___ Entries shown ___

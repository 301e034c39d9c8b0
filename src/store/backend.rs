use std::fmt;
use std::future::Future;

use anyhow::Result;

/// The two logical slots of the primary backend.
#[derive(Debug, Clone, Copy, PartialEq, Eq, Hash)]
pub enum StorageKey {
    /// Array of every saved document.
    Catalog,
    /// The document that is currently open, kept apart from the catalog.
    Current,
}

impl StorageKey {
    pub fn as_str(&self) -> &'static str {
        match self {
            StorageKey::Catalog => "acufield.catalog",
            StorageKey::Current => "acufield.current",
        }
    }
}

impl fmt::Display for StorageKey {
    fn fmt(&self, f: &mut fmt::Formatter<'_>) -> fmt::Result {
        f.write_str(self.as_str())
    }
}

/// Primary key-value storage. Values are UTF-8 JSON text.
pub trait KvBackend: Send + Sync + 'static {
    fn read(&self, key: StorageKey) -> impl Future<Output = Result<Option<String>>> + Send;

    fn write(&self, key: StorageKey, value: String) -> impl Future<Output = Result<()>> + Send;

    fn remove(&self, key: StorageKey) -> impl Future<Output = Result<()>> + Send;
}
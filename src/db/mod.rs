use std::{
    future::Future,
    path::{Path, PathBuf},
    sync::{mpsc, Arc, Mutex},
    thread::{self, JoinHandle},
};

use anyhow::{anyhow, Context, Result};
use chrono::Utc;
use log::{error, info};
use rusqlite::{params, Connection, OptionalExtension};
use tokio::sync::oneshot;

mod migrations;

use migrations::run_migrations;

use crate::store::backend::{KvBackend, StorageKey};

type DbTask = Box<dyn FnOnce(&mut Connection) + Send + 'static>;

enum DbCommand {
    Execute(DbTask),
    Shutdown,
}

struct DatabaseInner {
    sender: mpsc::Sender<DbCommand>,
    worker: Mutex<Option<JoinHandle<()>>>,
}

impl Drop for DatabaseInner {
    fn drop(&mut self) {
        let mut guard = match self.worker.lock() {
            Ok(guard) => guard,
            Err(poisoned) => poisoned.into_inner(),
        };

        if let Some(handle) = guard.take() {
            if let Err(err) = self.sender.send(DbCommand::Shutdown) {
                error!("Failed to send shutdown to DB thread: {err}");
            }
            if let Err(join_err) = handle.join() {
                error!("Failed to join DB thread: {join_err:?}");
            }
        }
    }
}

/// SQLite-backed key-value store. Every statement runs on one worker thread,
/// so writes are applied in the order they were submitted.
#[derive(Clone)]
pub struct Database {
    inner: Arc<DatabaseInner>,
    db_path: Arc<PathBuf>,
}

impl Database {
    pub fn new(db_path: PathBuf) -> Result<Self> {
        if let Some(parent) = db_path.parent() {
            std::fs::create_dir_all(parent).with_context(|| {
                format!("failed to create database directory {}", parent.display())
            })?;
        }

        let (command_tx, command_rx) = mpsc::channel::<DbCommand>();
        let (ready_tx, ready_rx) = mpsc::channel();
        let path_for_thread = db_path.clone();

        let worker = thread::Builder::new()
            .name("acufield-db".into())
            .spawn(move || {
                let mut conn = match Connection::open(&path_for_thread) {
                    Ok(connection) => connection,
                    Err(err) => {
                        let _ = ready_tx.send(Err(anyhow::Error::new(err)
                            .context("failed to open SQLite database")));
                        return;
                    }
                };

                if let Err(err) = conn.pragma_update(None, "journal_mode", "WAL") {
                    error!("Failed to enable WAL mode: {err}");
                }

                let init_result =
                    run_migrations(&mut conn).context("failed to run database migrations");
                if ready_tx.send(init_result).is_err() {
                    error!("DB initialization receiver dropped before ready signal");
                    return;
                }

                while let Ok(command) = command_rx.recv() {
                    match command {
                        DbCommand::Execute(task) => {
                            task(&mut conn);
                        }
                        DbCommand::Shutdown => break,
                    }
                }

                info!("Database thread shutting down");
            })
            .with_context(|| "failed to spawn database worker thread")?;

        ready_rx
            .recv()
            .context("database worker exited before signaling readiness")??;

        info!("Database initialized at {}", db_path.as_path().display());

        Ok(Self {
            inner: Arc::new(DatabaseInner {
                sender: command_tx,
                worker: Mutex::new(Some(worker)),
            }),
            db_path: Arc::new(db_path),
        })
    }

    pub fn path(&self) -> &Path {
        self.db_path.as_path()
    }

    pub async fn execute<F, T>(&self, task: F) -> Result<T>
    where
        F: FnOnce(&mut Connection) -> Result<T> + Send + 'static,
        T: Send + 'static,
    {
        let sender = self.inner.sender.clone();
        let (reply_tx, reply_rx) = oneshot::channel();

        let command = DbCommand::Execute(Box::new(move |conn| {
            let result = task(conn);
            if reply_tx.send(result).is_err() {
                error!("DB caller dropped before receiving result");
            }
        }));

        sender
            .send(command)
            .map_err(|err| anyhow!("failed to send command to DB thread: {err}"))?;

        reply_rx
            .await
            .map_err(|_| anyhow!("database thread terminated unexpectedly"))?
    }

    pub async fn get_value(&self, key: &str) -> Result<Option<String>> {
        let key = key.to_string();
        self.execute(move |conn| {
            conn.query_row(
                "SELECT value FROM kv_entries WHERE key = ?1",
                params![key],
                |row| row.get::<_, String>(0),
            )
            .optional()
            .with_context(|| format!("failed to read entry {key}"))
        })
        .await
    }

    pub async fn put_value(&self, key: &str, value: String) -> Result<()> {
        let key = key.to_string();
        self.execute(move |conn| {
            conn.execute(
                "INSERT INTO kv_entries (key, value, updated_at)
                 VALUES (?1, ?2, ?3)
                 ON CONFLICT(key) DO UPDATE SET
                     value = excluded.value,
                     updated_at = excluded.updated_at",
                params![key, value, Utc::now().to_rfc3339()],
            )
            .with_context(|| format!("failed to write entry {key}"))?;
            Ok(())
        })
        .await
    }

    pub async fn delete_value(&self, key: &str) -> Result<()> {
        let key = key.to_string();
        self.execute(move |conn| {
            conn.execute("DELETE FROM kv_entries WHERE key = ?1", params![key])
                .with_context(|| format!("failed to delete entry {key}"))?;
            Ok(())
        })
        .await
    }
}

impl KvBackend for Database {
    fn read(&self, key: StorageKey) -> impl Future<Output = Result<Option<String>>> + Send {
        self.get_value(key.as_str())
    }

    fn write(&self, key: StorageKey, value: String) -> impl Future<Output = Result<()>> + Send {
        self.put_value(key.as_str(), value)
    }

    fn remove(&self, key: StorageKey) -> impl Future<Output = Result<()>> + Send {
        self.delete_value(key.as_str())
    }
}
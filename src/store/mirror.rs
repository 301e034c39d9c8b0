use std::{
    fs,
    path::{Path, PathBuf},
};

use crate::{error::MirrorError, models::MeasurementDocument};

const MIRROR_DIR: &str = "Formatos";
const AGGREGATE_FILE: &str = "formatos.json";

/// Best-effort copy of the catalog as plain files, one per document plus an
/// aggregate. The primary backend stays authoritative.
#[derive(Debug, Clone)]
pub struct FileMirror {
    root: PathBuf,
}

impl FileMirror {
    pub fn new(base_dir: impl Into<PathBuf>) -> Self {
        Self {
            root: base_dir.into().join(MIRROR_DIR),
        }
    }

    pub fn root(&self) -> &Path {
        &self.root
    }

    /// File for `document_id` inside the mirror root. Ids that could name a
    /// path outside it are rejected.
    pub fn document_path(&self, document_id: &str) -> Result<PathBuf, MirrorError> {
        let unsafe_id = document_id.is_empty()
            || document_id == "."
            || document_id == ".."
            || document_id.contains(['/', '\\', '\0']);
        if unsafe_id {
            return Err(MirrorError::UnsafeDocumentId {
                id: document_id.to_string(),
            });
        }
        Ok(self.root.join(format!("{document_id}.json")))
    }

    pub fn aggregate_path(&self) -> PathBuf {
        self.root.join(AGGREGATE_FILE)
    }

    fn ensure_root(&self) -> Result<(), MirrorError> {
        fs::create_dir_all(&self.root).map_err(|source| MirrorError::CreateDir {
            path: self.root.clone(),
            source,
        })
    }

    fn write_file(path: PathBuf, contents: String) -> Result<(), MirrorError> {
        fs::write(&path, contents).map_err(|source| MirrorError::WriteFile { path, source })
    }

    pub fn write_catalog(&self, catalog: &[MeasurementDocument]) -> Result<(), MirrorError> {
        self.ensure_root()?;

        for document in catalog {
            // The aggregate below still carries a document that gets no file.
            let path = match self.document_path(&document.id) {
                Ok(path) => path,
                Err(err) => {
                    log::warn!("skipping mirror file: {err}");
                    continue;
                }
            };
            let serialized = serde_json::to_string_pretty(document)?;
            Self::write_file(path, serialized)?;
        }

        let aggregate = serde_json::to_string_pretty(catalog)?;
        Self::write_file(self.aggregate_path(), aggregate)
    }

    /// Drops the per-document file and rewrites the aggregate.
    pub fn remove_document(
        &self,
        document_id: &str,
        remaining: &[MeasurementDocument],
    ) -> Result<(), MirrorError> {
        // Unsafe ids never got a file of their own.
        if let Ok(path) = self.document_path(document_id) {
            match fs::remove_file(&path) {
                Ok(()) => {}
                Err(err) if err.kind() == std::io::ErrorKind::NotFound => {}
                Err(source) => return Err(MirrorError::RemoveFile { path, source }),
            }
        }

        self.ensure_root()?;
        let aggregate = serde_json::to_string_pretty(remaining)?;
        Self::write_file(self.aggregate_path(), aggregate)
    }
}

#[cfg(test)]
mod tests {
    use super::*;
    use chrono::Utc;

    #[test]
    fn writes_one_file_per_document_plus_aggregate() {
        let dir = tempfile::tempdir().unwrap();
        let mirror = FileMirror::new(dir.path().join("external"));

        let first = MeasurementDocument::new(Utc::now());
        let second = MeasurementDocument::new(Utc::now());
        mirror.write_catalog(&[first.clone(), second.clone()]).unwrap();

        let stored: MeasurementDocument =
            serde_json::from_str(&fs::read_to_string(mirror.document_path(&first.id).unwrap()).unwrap())
                .unwrap();
        assert_eq!(stored, first);
        assert!(mirror.document_path(&second.id).unwrap().exists());

        let aggregate: Vec<MeasurementDocument> =
            serde_json::from_str(&fs::read_to_string(mirror.aggregate_path()).unwrap()).unwrap();
        assert_eq!(aggregate, vec![first.clone(), second.clone()]);

        mirror.remove_document(&first.id, &[second.clone()]).unwrap();
        assert!(!mirror.document_path(&first.id).unwrap().exists());
        let aggregate: Vec<MeasurementDocument> =
            serde_json::from_str(&fs::read_to_string(mirror.aggregate_path()).unwrap()).unwrap();
        assert_eq!(aggregate, vec![second]);
    }

    #[test]
    fn ids_with_path_components_stay_inside_root() {
        let dir = tempfile::tempdir().unwrap();
        let mirror = FileMirror::new(dir.path().join("external"));

        for id in ["../escape", "a/b", "..", "", "c\\d"] {
            assert!(matches!(
                mirror.document_path(id),
                Err(MirrorError::UnsafeDocumentId { .. })
            ));
        }

        let mut hostile = MeasurementDocument::new(Utc::now());
        hostile.id = "../escape".into();
        let normal = MeasurementDocument::new(Utc::now());
        mirror
            .write_catalog(&[hostile.clone(), normal.clone()])
            .unwrap();

        assert!(!dir.path().join("external").join("escape.json").exists());
        assert!(mirror.document_path(&normal.id).unwrap().exists());
        let aggregate: Vec<MeasurementDocument> =
            serde_json::from_str(&fs::read_to_string(mirror.aggregate_path()).unwrap()).unwrap();
        assert_eq!(aggregate, vec![hostile.clone(), normal]);

        mirror.remove_document(&hostile.id, &[]).unwrap();
        let aggregate: Vec<MeasurementDocument> =
            serde_json::from_str(&fs::read_to_string(mirror.aggregate_path()).unwrap()).unwrap();
        assert!(aggregate.is_empty());
    }

    #[test]
    fn unwritable_base_reports_error() {
        let dir = tempfile::tempdir().unwrap();
        let blocker = dir.path().join("not-a-dir");
        fs::write(&blocker, "file").unwrap();

        let mirror = FileMirror::new(&blocker);
        let err = mirror
            .write_catalog(&[MeasurementDocument::new(Utc::now())])
            .unwrap_err();
        assert!(matches!(err, MirrorError::CreateDir { .. }));
    }
}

___

▸ **Work to complete**
In the records above, how many lines contain the string "CreateDir"? Only that number should be written.

▸ **Answer for the task**
2